§ YOUR GOAL: When a line in the entries contains the word "Mutex", copy that line in full.

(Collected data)
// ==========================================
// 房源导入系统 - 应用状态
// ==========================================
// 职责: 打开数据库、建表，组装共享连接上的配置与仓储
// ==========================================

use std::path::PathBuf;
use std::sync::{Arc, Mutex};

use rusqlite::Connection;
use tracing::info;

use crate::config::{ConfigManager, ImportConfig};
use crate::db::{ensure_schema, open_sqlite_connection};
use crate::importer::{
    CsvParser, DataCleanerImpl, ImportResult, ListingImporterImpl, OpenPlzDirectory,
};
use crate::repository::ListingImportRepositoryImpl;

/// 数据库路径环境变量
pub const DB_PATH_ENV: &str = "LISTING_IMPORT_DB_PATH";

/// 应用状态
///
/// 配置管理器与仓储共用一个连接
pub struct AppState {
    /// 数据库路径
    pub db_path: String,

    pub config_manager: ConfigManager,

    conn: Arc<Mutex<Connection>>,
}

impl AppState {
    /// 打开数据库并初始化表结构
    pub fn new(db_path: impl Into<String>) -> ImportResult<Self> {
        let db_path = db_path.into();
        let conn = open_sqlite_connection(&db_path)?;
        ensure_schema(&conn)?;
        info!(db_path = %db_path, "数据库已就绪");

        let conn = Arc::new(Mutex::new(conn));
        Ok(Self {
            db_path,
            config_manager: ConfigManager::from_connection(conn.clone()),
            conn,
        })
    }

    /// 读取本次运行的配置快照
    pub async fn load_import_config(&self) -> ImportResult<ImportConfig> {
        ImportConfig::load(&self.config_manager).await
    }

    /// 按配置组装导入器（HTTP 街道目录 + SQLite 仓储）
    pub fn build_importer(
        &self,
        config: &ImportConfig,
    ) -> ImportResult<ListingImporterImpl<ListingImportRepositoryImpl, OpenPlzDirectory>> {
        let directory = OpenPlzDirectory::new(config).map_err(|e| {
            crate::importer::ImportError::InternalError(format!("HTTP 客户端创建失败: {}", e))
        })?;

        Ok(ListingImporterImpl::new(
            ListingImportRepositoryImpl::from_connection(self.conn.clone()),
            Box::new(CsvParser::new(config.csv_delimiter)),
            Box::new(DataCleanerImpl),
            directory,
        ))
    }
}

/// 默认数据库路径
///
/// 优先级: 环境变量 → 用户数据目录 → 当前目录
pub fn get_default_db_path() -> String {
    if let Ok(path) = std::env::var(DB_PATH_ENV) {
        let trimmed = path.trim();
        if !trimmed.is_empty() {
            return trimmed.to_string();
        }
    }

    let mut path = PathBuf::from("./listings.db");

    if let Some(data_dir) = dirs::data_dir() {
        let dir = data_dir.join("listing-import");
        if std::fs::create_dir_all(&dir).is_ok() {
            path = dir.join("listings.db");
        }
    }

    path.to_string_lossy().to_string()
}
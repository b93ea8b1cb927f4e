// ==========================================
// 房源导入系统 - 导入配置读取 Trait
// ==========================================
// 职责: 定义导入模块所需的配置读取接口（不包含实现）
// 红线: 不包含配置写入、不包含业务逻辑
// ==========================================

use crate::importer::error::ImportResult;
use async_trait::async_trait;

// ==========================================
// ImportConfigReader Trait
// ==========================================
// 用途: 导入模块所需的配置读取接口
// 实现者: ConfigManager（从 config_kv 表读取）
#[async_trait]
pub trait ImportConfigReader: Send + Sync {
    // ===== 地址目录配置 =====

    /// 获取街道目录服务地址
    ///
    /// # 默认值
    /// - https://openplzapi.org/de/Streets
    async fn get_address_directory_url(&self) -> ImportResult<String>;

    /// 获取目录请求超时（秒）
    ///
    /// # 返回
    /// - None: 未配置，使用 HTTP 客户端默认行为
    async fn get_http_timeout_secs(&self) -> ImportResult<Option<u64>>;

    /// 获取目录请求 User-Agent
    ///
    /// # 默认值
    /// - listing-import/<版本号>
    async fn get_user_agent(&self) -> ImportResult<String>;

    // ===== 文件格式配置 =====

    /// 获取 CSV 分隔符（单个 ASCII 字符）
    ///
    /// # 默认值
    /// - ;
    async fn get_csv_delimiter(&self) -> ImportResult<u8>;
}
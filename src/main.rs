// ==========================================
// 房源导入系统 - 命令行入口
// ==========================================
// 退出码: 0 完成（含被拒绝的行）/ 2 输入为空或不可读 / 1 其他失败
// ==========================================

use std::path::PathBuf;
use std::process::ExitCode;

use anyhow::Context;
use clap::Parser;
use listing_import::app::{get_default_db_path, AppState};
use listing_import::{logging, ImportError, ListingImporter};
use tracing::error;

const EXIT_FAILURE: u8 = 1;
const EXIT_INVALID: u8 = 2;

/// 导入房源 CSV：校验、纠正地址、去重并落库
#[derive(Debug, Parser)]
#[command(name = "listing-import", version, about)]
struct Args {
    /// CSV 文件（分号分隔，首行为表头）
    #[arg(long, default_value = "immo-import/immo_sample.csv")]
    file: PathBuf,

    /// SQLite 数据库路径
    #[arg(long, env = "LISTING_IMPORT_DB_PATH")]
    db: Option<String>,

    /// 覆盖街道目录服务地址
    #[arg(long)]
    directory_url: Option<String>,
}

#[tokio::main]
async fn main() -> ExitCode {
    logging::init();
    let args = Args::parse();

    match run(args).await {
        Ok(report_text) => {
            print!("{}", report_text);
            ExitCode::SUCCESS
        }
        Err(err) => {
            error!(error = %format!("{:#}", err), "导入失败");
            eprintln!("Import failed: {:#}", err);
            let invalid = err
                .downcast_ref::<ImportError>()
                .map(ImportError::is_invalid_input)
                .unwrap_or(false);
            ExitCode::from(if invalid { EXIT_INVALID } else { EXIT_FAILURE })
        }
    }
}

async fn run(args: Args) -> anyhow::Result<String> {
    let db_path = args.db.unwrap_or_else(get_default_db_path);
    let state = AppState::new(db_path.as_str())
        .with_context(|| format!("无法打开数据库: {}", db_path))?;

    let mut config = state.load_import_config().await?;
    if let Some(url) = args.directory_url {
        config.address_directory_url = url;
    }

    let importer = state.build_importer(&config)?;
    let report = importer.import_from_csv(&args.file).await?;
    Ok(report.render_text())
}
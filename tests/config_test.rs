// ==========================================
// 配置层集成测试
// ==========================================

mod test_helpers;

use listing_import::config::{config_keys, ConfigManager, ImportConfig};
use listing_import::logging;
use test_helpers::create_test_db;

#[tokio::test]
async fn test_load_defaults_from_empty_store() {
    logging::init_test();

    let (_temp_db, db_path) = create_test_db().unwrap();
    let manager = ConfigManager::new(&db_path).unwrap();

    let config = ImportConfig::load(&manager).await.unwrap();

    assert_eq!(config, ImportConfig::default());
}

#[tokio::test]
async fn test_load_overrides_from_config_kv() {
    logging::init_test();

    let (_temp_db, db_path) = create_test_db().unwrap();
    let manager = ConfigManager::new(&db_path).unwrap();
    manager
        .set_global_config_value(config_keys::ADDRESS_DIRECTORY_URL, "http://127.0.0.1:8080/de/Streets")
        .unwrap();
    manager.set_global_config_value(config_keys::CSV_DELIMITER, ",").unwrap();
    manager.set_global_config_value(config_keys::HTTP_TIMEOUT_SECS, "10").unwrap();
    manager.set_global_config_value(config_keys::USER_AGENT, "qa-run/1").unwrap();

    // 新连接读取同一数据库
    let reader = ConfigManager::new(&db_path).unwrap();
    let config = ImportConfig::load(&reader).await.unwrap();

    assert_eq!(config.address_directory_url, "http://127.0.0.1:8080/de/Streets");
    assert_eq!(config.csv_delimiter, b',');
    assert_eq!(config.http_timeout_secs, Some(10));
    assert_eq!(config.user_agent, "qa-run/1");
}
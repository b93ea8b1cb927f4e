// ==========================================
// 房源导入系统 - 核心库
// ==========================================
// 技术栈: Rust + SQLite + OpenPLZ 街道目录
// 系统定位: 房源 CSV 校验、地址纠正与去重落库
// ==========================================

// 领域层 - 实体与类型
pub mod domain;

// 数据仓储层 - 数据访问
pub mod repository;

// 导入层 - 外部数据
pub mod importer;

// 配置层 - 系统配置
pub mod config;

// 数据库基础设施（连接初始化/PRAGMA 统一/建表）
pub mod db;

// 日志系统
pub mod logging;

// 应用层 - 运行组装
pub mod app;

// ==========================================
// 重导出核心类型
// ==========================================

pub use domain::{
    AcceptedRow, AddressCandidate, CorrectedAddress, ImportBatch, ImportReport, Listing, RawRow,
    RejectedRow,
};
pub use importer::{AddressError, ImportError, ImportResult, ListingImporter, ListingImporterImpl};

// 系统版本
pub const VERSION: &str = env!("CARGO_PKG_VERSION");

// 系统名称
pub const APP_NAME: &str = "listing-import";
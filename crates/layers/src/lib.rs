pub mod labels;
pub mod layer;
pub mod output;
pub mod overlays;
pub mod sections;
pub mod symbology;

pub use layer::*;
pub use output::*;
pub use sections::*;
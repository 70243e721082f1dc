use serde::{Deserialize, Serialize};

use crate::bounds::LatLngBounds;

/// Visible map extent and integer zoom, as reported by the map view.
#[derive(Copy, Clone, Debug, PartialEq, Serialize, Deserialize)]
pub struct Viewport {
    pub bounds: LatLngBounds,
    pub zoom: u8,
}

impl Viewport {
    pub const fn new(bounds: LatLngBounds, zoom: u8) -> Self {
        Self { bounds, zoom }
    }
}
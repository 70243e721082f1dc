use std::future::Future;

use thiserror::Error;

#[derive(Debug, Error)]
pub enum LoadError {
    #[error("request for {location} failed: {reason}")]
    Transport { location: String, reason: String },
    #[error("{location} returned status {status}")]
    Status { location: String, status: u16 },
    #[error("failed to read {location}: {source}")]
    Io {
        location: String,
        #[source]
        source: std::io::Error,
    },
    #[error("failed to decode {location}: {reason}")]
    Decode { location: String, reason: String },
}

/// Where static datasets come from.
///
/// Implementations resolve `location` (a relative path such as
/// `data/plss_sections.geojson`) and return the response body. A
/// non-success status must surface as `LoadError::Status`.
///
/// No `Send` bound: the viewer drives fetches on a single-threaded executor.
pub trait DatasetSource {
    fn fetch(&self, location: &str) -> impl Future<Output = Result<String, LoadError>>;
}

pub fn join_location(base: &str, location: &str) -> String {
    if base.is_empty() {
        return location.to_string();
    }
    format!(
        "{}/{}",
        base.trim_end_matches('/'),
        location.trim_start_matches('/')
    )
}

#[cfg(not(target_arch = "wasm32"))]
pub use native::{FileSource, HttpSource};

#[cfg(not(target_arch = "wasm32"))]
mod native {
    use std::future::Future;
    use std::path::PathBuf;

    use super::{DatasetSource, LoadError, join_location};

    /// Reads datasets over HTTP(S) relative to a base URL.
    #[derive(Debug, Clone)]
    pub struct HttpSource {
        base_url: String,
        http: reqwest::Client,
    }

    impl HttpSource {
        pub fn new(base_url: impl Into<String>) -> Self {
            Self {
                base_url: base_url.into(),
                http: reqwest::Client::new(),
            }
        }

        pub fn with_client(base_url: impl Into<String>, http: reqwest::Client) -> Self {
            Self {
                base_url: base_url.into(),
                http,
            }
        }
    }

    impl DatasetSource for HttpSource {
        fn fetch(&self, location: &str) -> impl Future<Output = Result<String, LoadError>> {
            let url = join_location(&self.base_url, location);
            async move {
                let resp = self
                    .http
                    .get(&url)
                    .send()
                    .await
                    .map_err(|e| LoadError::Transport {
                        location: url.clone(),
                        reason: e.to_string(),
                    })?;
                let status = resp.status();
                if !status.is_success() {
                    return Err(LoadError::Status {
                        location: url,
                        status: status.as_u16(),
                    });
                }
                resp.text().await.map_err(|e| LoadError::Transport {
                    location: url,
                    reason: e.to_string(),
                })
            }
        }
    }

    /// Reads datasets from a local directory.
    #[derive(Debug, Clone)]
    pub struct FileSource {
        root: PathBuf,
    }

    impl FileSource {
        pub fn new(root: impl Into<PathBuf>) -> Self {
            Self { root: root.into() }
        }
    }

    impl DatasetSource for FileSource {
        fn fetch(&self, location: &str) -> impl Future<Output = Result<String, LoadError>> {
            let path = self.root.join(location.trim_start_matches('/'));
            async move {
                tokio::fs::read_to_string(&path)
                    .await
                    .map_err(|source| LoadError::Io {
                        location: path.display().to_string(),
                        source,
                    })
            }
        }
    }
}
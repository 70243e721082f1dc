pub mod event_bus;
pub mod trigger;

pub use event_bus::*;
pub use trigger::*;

§ ANSWER AREA:
use std::sync::{Arc, Mutex};
    conn: Arc<Mutex<Connection>>,
        let conn = Arc::new(Mutex::new(conn));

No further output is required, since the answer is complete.